Pronounced with a falling or down tone, the Vietnamese chè is the name of a range of desserts that appear quite daunting at first.
Not to be mistaken for any kind of relation to Che Guevara, the Argentine revolutionary, Vietnamese chè is often translated as “sweet soup”. An avid soup-lover myself, the sweet soup translation never really tickled my fancy.
My Vietnamese colleagues soon put me on the right track. Around the corner from the office was a small restaurant that specialised in chicken with sticky rice and chè. The sticky chicken dish was fairly average, in my opinion, but the chè was an absolute winner.
Soon I was sucking down chè like nobody’s business. Sago and banana chè. Lychee in syrup chè. Lotus seed chè. I tried all the healthy fruit varieties but I kept coming back to the creamy super-sweet versions, with various types of lentils and beans.
At first I couldn’t pronounce chè in a way that the vendors could understand. I carried a tattered scrap of paper in my purse inscribed with the words “chè ba màu”, my all-time favourite chè. Literally three-colour chè, chè ba màu is usually served in a glass, topped with ice. The colours are layered and there’s usually more than three. So you usually get a yellowish custard-like layer of what I’m told is green beans but I think is actually yellow split peas, a red layer of fake pomegranite seeds, a layer of dark lentils and a layer of creamy coconut cream. I like the version pictured below that has a layer of green jelly snakes too.

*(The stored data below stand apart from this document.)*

//! Core value types for keyword discovery.

use chrono::{DateTime, Utc};
use serde::{Deserialize, Serialize};

use crate::services::services_for;

/// A seed term scored by its mean search volume over the discovery window.
///
/// A score of 0.0 means the upstream source returned no data for the term
/// (or the whole chunk failed), never that the term was dropped.
#[derive(Debug, Clone, PartialEq, Serialize, Deserialize)]
pub struct ScoredKeyword {
    pub term: String,
    pub score: f64,
}

/// Which related-queries listing a term came from.
#[derive(Debug, Clone, Copy, PartialEq, Eq, Hash, Serialize, Deserialize)]
#[serde(rename_all = "lowercase")]
pub enum ResultClass {
    Top,
    Rising,
}

impl std::fmt::Display for ResultClass {
    fn fmt(&self, f: &mut std::fmt::Formatter<'_>) -> std::fmt::Result {
        match self {
            ResultClass::Top => write!(f, "top"),
            ResultClass::Rising => write!(f, "rising"),
        }
    }
}

/// A related search term expanded from one of the top keywords.
///
/// `term` is unique within one expansion run after whitespace trimming;
/// the first occurrence wins (source-term order, top before rising).
#[derive(Debug, Clone, PartialEq, Serialize, Deserialize)]
pub struct RelatedKeyword {
    pub term: String,
    pub source_term: String,
    pub result_class: ResultClass,
    pub value: i64,
}

/// One immutable discovery result for a (scenario, geo) pair.
///
/// The store keeps an append-only history; only the most recent row inside
/// the TTL window is ever read back.
#[derive(Debug, Clone, PartialEq, Serialize, Deserialize)]
pub struct DiscoverySnapshot {
    pub scenario: String,
    pub geo: String,
    pub top_keywords: Vec<ScoredKeyword>,
    pub related_keywords: Vec<RelatedKeyword>,
    pub created_at: DateTime<Utc>,
}

/// A keyword plus the services joined in from the curated lookup table.
///
/// Services are never stored with a snapshot; they are recomputed on every
/// read so lookup-table edits take effect without invalidating the cache.
#[derive(Debug, Clone, Serialize)]
pub struct Annotated<K> {
    #[serde(flatten)]
    pub keyword: K,
    pub services: Vec<String>,
}

/// Anything carrying a search term that can be annotated.
pub trait HasTerm {
    fn term(&self) -> &str;
}

impl HasTerm for ScoredKeyword {
    fn term(&self) -> &str {
        &self.term
    }
}

impl HasTerm for RelatedKeyword {
    fn term(&self) -> &str {
        &self.term
    }
}

/// Join a keyword against the service lookup table. Pure; the input is not
/// mutated.
pub fn annotate<K: HasTerm + Clone>(keyword: &K, scenario: &str) -> Annotated<K> {
    Annotated {
        services: services_for(keyword.term(), scenario),
        keyword: keyword.clone(),
    }
}

/// The response assembled by the orchestrator for one discovery request.
#[derive(Debug, Clone, Serialize)]
pub struct DiscoveryView {
    pub scenario: String,
    pub geo: String,
    pub top_keywords: Vec<Annotated<ScoredKeyword>>,
    pub related_keywords: Vec<Annotated<RelatedKeyword>>,
    pub as_of: DateTime<Utc>,
    pub served_from_cache: bool,
}
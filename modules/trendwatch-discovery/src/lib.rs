pub mod cache;
pub mod config;
pub mod error;
pub mod expander;
pub mod orchestrator;
pub mod retry;
pub mod scorer;
pub mod store;
#[cfg(any(test, feature = "test-support"))]
pub mod testing;
pub mod traits;

pub use config::{DiscoveryConfig, RetryPolicy};
pub use error::DiscoveryError;
pub use orchestrator::DiscoveryOrchestrator;
pub use store::PgSnapshotStore;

My chè is usally gone before the nearest friendly Vietnameses speaker can finish explaining what the various ingredients are. There’s a lot of sugar syrup, for sure.
At first the concept of eating lentils and the beans used in baked beans in a dessert didn’t sit right with me. But the more I relaxed and the more chè I ate, the more it started to seem natural in a comfort-food kind of way.
Unfortunately, as most budding artists discovered at the age of three, mixing beautiful colours together results in a purple-brown sludge. But chè does taste best all mixed up.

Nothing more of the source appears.